## Exercise requirements:
Count how many lines of the material below have the word "usize" and give only the number.

----

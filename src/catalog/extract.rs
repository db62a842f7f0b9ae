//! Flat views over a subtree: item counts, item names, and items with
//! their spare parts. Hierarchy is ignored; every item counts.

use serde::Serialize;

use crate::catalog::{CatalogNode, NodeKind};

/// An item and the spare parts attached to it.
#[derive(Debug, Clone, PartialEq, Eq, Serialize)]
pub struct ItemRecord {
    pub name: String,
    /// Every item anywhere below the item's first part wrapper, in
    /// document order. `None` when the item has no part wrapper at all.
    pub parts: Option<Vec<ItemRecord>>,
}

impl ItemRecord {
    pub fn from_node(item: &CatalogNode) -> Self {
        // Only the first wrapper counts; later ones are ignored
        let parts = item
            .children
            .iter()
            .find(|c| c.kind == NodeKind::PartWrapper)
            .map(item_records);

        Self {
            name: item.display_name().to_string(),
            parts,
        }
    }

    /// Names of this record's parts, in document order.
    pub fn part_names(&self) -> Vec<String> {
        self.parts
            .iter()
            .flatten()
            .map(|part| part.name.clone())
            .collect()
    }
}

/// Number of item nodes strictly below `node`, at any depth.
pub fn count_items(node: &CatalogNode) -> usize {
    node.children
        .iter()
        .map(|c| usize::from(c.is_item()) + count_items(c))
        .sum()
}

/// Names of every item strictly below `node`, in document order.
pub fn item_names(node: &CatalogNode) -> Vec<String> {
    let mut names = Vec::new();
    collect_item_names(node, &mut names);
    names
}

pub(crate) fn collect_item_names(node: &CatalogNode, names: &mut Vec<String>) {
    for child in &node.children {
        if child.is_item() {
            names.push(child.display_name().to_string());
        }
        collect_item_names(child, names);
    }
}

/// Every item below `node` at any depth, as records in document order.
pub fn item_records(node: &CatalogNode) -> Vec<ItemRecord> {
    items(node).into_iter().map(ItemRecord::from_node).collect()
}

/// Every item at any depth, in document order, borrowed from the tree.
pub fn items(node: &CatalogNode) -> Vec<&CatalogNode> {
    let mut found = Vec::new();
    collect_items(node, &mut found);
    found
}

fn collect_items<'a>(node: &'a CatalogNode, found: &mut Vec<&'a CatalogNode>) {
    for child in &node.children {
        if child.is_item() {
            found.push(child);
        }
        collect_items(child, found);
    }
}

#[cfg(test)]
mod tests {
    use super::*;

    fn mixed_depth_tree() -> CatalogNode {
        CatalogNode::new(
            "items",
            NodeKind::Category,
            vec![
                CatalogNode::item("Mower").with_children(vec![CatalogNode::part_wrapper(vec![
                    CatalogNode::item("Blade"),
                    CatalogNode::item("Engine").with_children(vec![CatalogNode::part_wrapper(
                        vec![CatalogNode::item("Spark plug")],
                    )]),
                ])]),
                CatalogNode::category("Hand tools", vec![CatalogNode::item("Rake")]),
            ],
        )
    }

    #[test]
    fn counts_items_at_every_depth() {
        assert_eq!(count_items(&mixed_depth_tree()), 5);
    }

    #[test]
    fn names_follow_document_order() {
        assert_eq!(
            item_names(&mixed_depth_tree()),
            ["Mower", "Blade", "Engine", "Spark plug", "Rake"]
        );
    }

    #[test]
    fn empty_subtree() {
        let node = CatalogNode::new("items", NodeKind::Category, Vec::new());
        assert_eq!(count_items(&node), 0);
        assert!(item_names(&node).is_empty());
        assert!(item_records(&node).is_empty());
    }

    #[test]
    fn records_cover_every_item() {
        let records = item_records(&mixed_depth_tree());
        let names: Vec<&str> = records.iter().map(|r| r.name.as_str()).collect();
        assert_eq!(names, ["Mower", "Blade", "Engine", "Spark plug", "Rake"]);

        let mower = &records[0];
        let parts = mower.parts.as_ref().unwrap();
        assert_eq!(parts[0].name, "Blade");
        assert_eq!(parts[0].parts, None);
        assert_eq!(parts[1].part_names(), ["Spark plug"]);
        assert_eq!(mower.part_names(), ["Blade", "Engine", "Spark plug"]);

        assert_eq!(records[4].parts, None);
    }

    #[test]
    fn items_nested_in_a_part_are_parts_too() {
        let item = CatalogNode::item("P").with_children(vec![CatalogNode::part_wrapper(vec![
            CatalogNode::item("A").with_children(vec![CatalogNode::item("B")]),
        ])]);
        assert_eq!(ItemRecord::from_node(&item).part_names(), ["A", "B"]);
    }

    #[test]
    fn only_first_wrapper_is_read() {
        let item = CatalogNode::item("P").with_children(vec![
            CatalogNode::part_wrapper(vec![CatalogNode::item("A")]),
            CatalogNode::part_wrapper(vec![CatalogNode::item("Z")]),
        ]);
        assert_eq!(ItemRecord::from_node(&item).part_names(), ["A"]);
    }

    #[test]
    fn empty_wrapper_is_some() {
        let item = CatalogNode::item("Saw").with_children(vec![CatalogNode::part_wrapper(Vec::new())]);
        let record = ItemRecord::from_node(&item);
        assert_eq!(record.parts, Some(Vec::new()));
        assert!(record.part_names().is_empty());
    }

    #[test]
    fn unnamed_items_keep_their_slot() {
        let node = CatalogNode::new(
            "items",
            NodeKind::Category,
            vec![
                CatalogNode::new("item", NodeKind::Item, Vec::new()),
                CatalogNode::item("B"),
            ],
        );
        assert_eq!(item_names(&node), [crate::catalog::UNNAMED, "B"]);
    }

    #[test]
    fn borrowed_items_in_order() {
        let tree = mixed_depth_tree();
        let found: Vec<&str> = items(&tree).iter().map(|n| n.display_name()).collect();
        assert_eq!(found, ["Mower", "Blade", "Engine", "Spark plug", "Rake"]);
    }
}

----

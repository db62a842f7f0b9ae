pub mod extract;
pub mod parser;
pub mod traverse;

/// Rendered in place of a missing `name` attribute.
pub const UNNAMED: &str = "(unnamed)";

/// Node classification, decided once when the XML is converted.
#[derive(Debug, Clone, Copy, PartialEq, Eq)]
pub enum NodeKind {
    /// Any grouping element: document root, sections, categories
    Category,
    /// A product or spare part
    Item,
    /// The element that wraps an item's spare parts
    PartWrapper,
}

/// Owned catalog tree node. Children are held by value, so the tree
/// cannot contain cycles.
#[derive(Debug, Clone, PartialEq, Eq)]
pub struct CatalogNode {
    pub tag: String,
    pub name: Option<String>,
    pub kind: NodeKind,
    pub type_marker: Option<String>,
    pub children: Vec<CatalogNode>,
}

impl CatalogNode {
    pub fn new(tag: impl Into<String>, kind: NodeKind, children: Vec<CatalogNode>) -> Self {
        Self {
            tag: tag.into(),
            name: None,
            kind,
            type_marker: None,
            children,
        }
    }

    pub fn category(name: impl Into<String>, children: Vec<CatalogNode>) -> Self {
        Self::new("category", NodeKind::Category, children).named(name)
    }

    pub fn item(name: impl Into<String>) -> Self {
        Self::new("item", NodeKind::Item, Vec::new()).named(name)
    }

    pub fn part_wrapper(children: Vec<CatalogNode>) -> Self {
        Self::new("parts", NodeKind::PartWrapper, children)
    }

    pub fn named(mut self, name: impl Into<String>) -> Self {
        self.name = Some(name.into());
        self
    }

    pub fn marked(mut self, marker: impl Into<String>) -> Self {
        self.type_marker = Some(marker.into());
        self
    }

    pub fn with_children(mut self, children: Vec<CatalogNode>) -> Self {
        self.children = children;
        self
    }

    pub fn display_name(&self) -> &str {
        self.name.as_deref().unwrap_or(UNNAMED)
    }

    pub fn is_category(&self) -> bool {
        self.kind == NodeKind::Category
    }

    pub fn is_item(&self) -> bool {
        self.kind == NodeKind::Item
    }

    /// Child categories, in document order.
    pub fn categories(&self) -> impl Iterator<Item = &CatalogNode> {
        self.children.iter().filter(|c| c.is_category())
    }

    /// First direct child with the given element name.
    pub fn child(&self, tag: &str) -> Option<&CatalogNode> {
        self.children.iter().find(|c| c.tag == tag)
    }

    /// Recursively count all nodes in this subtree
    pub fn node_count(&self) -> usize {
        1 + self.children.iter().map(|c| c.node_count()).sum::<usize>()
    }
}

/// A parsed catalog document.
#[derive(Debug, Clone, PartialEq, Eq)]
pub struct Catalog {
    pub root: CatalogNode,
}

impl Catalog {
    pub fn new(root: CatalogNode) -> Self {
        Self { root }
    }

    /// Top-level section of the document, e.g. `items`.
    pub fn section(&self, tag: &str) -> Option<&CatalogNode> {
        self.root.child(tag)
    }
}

----

## Reply to the task:
4